What Happens at the Dentist
A dentist uses a combination of simple tests and imaging to confirm whether a tooth is infected and figure out the source. None of these are painful in the way you might fear, though some can be uncomfortable on an already sore tooth.
Cold testing is one of the most useful tools. The dentist applies a cold stimulus to the tooth and watches your response. If you feel nothing at all, the nerve inside is likely dead, pointing toward a periapical infection. In studies, a tooth that doesn’t respond to cold correctly identifies a dead nerve about 81% of the time. If the tooth does respond normally, the infection is more likely periodontal, originating in the gum rather than inside the tooth.
Percussion testing involves tapping on the tooth. Sharp pain when the tooth is tapped suggests inflammation at the root tip. That said, this test is less definitive on its own. Teeth can be tender to tapping for reasons that have nothing to do with infection, including grinding, clenching, or even sinus pressure. Dentists use it as one data point alongside other findings.
X-rays round out the picture. A periapical infection often shows up as a dark halo around the root tip, representing bone loss caused by the infection. Periodontal infections may show bone loss along the sides of the root and deep pockets around the tooth. In some early or acute infections, the X-ray looks normal, which is why the clinical tests matter so much.
How Tooth Infections Are Treated
Here’s something that surprises many people: antibiotics alone are not the standard treatment for most tooth infections. According to guidelines from the American Dental Association, antibiotics are not recommended for the routine management of dental pain and swelling in otherwise healthy adults when dental treatment is available. The reason is straightforward. Antibiotics can slow down bacteria, but they can’t remove the source of the infection, which is trapped inside the tooth or in a sealed-off pocket of pus.
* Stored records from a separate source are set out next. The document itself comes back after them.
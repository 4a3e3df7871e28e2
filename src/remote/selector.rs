//! Server selection: maps a cache key to one remote address.

use parking_lot::RwLock;
use xxhash_rust::xxh3::xxh3_64;

use crate::error::{CacheError, Result};

/// Virtual nodes per server on the consistent hash ring.
const RING_POINTS_PER_SERVER: usize = 160;

/// Chooses which server owns a key.
///
/// The mapping must be a pure function of the key and the current server
/// set, so that every client instance agrees on it.
pub trait ServerSelector: Send + Sync {
    /// Replaces the server set; `servers` is sorted and deduplicated.
    fn set_servers(&self, servers: Vec<String>);

    fn pick_server(&self, key: &str) -> Result<String>;

    fn servers(&self) -> Vec<String>;
}

// == Server List ==
/// Hash-modulo selection. Any membership change remaps most keys.
#[derive(Debug, Default)]
pub struct ServerList {
    servers: RwLock<Vec<String>>,
}

impl ServerList {
    pub fn new() -> Self {
        Self::default()
    }
}

impl ServerSelector for ServerList {
    fn set_servers(&self, servers: Vec<String>) {
        *self.servers.write() = servers;
    }

    fn pick_server(&self, key: &str) -> Result<String> {
        let servers = self.servers.read();
        match servers.len() {
            0 => Err(CacheError::NoServers),
            1 => Ok(servers[0].clone()),
            n => Ok(servers[(xxh3_64(key.as_bytes()) % n as u64) as usize].clone()),
        }
    }

    fn servers(&self) -> Vec<String> {
        self.servers.read().clone()
    }
}

// == Consistent Hash Ring ==
#[derive(Debug, Default)]
struct Ring {
    servers: Vec<String>,
    /// (point, index into servers), sorted by point
    points: Vec<(u64, usize)>,
}

/// Consistent hashing over virtual nodes; a membership change only remaps
/// the keys owned by the added or removed server.
#[derive(Debug, Default)]
pub struct ConsistentHashRing {
    ring: RwLock<Ring>,
}

impl ConsistentHashRing {
    pub fn new() -> Self {
        Self::default()
    }
}

impl ServerSelector for ConsistentHashRing {
    fn set_servers(&self, servers: Vec<String>) {
        let mut points = Vec::with_capacity(servers.len() * RING_POINTS_PER_SERVER);
        for (idx, server) in servers.iter().enumerate() {
            for vnode in 0..RING_POINTS_PER_SERVER {
                let point = xxh3_64(format!("{server}-{vnode}").as_bytes());
                points.push((point, idx));
            }
        }
        points.sort_unstable();
        *self.ring.write() = Ring { servers, points };
    }

    fn pick_server(&self, key: &str) -> Result<String> {
        let ring = self.ring.read();
        if ring.points.is_empty() {
            return Err(CacheError::NoServers);
        }
        let hash = xxh3_64(key.as_bytes());
        let pos = ring.points.partition_point(|(point, _)| *point < hash);
        let (_, idx) = ring.points[pos % ring.points.len()];
        Ok(ring.servers[idx].clone())
    }

    fn servers(&self) -> Vec<String> {
        self.ring.read().servers.clone()
    }
}
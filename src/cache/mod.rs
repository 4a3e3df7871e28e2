//! Cache Module
//!
//! The [`Cache`] capability and every layer implementing or wrapping it: the
//! embedded LRU/TTL cache, background write-back, tiering, and the thin
//! cross-cutting decorators.

mod background;
mod collect_stats;
mod compression;
mod embedded;
mod entry;
mod factory;
mod generation;
mod instrumented;
mod lru;
#[cfg(test)]
mod mock;
mod stats;
mod stop_once;
mod tiered;


use std::fmt;

use async_trait::async_trait;
use serde::Serialize;

use crate::context::RequestContext;
use crate::error::{CacheError, Result};

// Re-export public types
pub use background::BackgroundCache;
pub use collect_stats::CollectStats;
pub use compression::SnappyCache;
pub use embedded::{EmbeddedCache, EvictCallback};
pub use entry::{ByteSize, Entry, ENTRY_OVERHEAD};
pub use factory::new_cache;
pub use generation::GenerationCache;
pub use instrumented::InstrumentedCache;
pub use lru::RecencyList;
#[cfg(test)]
pub use mock::MockCache;
pub use stats::{EmbeddedStats, EvictionReason};
pub use stop_once::StopOnce;
pub use tiered::{is_empty_tiered, TieredCache};

// == Cache Type ==
/// What kind of data a cache holds; used to key request stats and metrics.
#[derive(Debug, Clone, Copy, PartialEq, Eq, Hash, Serialize)]
#[serde(rename_all = "snake_case")]
pub enum CacheType {
    Chunk,
    Index,
    Result,
    WriteDedupe,
    Other,
}

impl CacheType {
    pub fn as_str(&self) -> &'static str {
        match self {
            CacheType::Chunk => "chunk",
            CacheType::Index => "index",
            CacheType::Result => "result",
            CacheType::WriteDedupe => "write-dedupe",
            CacheType::Other => "other",
        }
    }
}

impl fmt::Display for CacheType {
    fn fmt(&self, f: &mut fmt::Formatter<'_>) -> fmt::Result {
        f.write_str(self.as_str())
    }
}

// == Fetch Result ==
/// Outcome of a [`Cache::fetch`].
///
/// `found` and `missing` partition the requested keys; `values[i]` belongs to
/// `found[i]`.
#[derive(Debug, Clone, Default, PartialEq, Eq)]
pub struct Fetched {
    pub found: Vec<String>,
    pub values: Vec<Vec<u8>>,
    pub missing: Vec<String>,
}

impl Fetched {
    /// Every key reported missing.
    pub fn all_missing(keys: Vec<String>) -> Self {
        Self {
            found: Vec::new(),
            values: Vec::new(),
            missing: keys,
        }
    }

    /// Appends another result, preserving order.
    pub fn extend(&mut self, other: Fetched) {
        self.found.extend(other.found);
        self.values.extend(other.values);
        self.missing.extend(other.missing);
    }

    /// Total bytes across all found values.
    pub fn value_bytes(&self) -> usize {
        self.values.iter().map(Vec::len).sum()
    }
}

// == Cache Capability ==
/// A byte cache keyed by strings.
///
/// Implementations are shared behind `Arc<dyn Cache>` and must be safe to call
/// concurrently. A fetch error means every requested key should be treated as a
/// miss.
#[async_trait]
pub trait Cache: Send + Sync {
    /// Stores `values[i]` under `keys[i]`.
    async fn store(&self, ctx: &RequestContext, keys: Vec<String>, values: Vec<Vec<u8>>)
        -> Result<()>;

    /// Looks up `keys`, reporting each one either found or missing.
    async fn fetch(&self, ctx: &RequestContext, keys: Vec<String>) -> Result<Fetched>;

    /// Releases background tasks and connections.
    async fn stop(&self);

    fn cache_type(&self) -> CacheType;

    /// Number of tiers when this cache is a tiered composite.
    fn tier_count(&self) -> Option<usize> {
        None
    }
}

/// Precondition shared by every `store` implementation.
pub(crate) fn check_lengths(keys: &[String], values: &[Vec<u8>]) -> Result<()> {
    if keys.len() != values.len() {
        return Err(CacheError::LengthMismatch {
            keys: keys.len(),
            values: values.len(),
        });
    }
    Ok(())
}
The primary treatment is what dentists call definitive care, meaning they physically address the source. For a periapical abscess, that’s either a root canal (cleaning out the dead tissue and sealing the tooth) or extraction. For a periodontal abscess, it typically involves draining the pocket and deep cleaning the area. Once the source is opened and cleaned, the infection resolves far more reliably than with antibiotics alone.
Antibiotics are added to the plan in specific situations: when the infection has spread beyond the tooth into surrounding tissues, when there are signs of systemic involvement like fever, or when dental treatment can’t happen right away and the infection is worsening. Over-the-counter pain relief with ibuprofen and acetaminophen is effective for managing pain in the interim, and the two can be alternated for stronger relief than either one alone.
Why You Shouldn’t Wait It Out
Tooth infections don’t resolve on their own. The pain may come and go, and an abscess that ruptures can bring temporary relief, but the underlying infection remains. Over time, a chronic infection quietly destroys bone around the tooth, making it harder to save later. In rarer but serious cases, the infection spreads into the deep tissue spaces of the neck and chest. Mediastinitis, an infection that descends into the space around the heart and lungs, is one of the most dangerous outcomes of an untreated dental abscess. Sepsis, where the infection enters the bloodstream, is another.
These severe complications are uncommon, but they almost always trace back to infections that were ignored for too long. The window between “this is just a toothache” and “this is a medical emergency” can close faster than most people expect, sometimes within days. If you recognize the symptoms described above, especially persistent throbbing pain, swelling, or fever, getting seen sooner rather than later makes a meaningful difference in both the complexity and cost of treatment.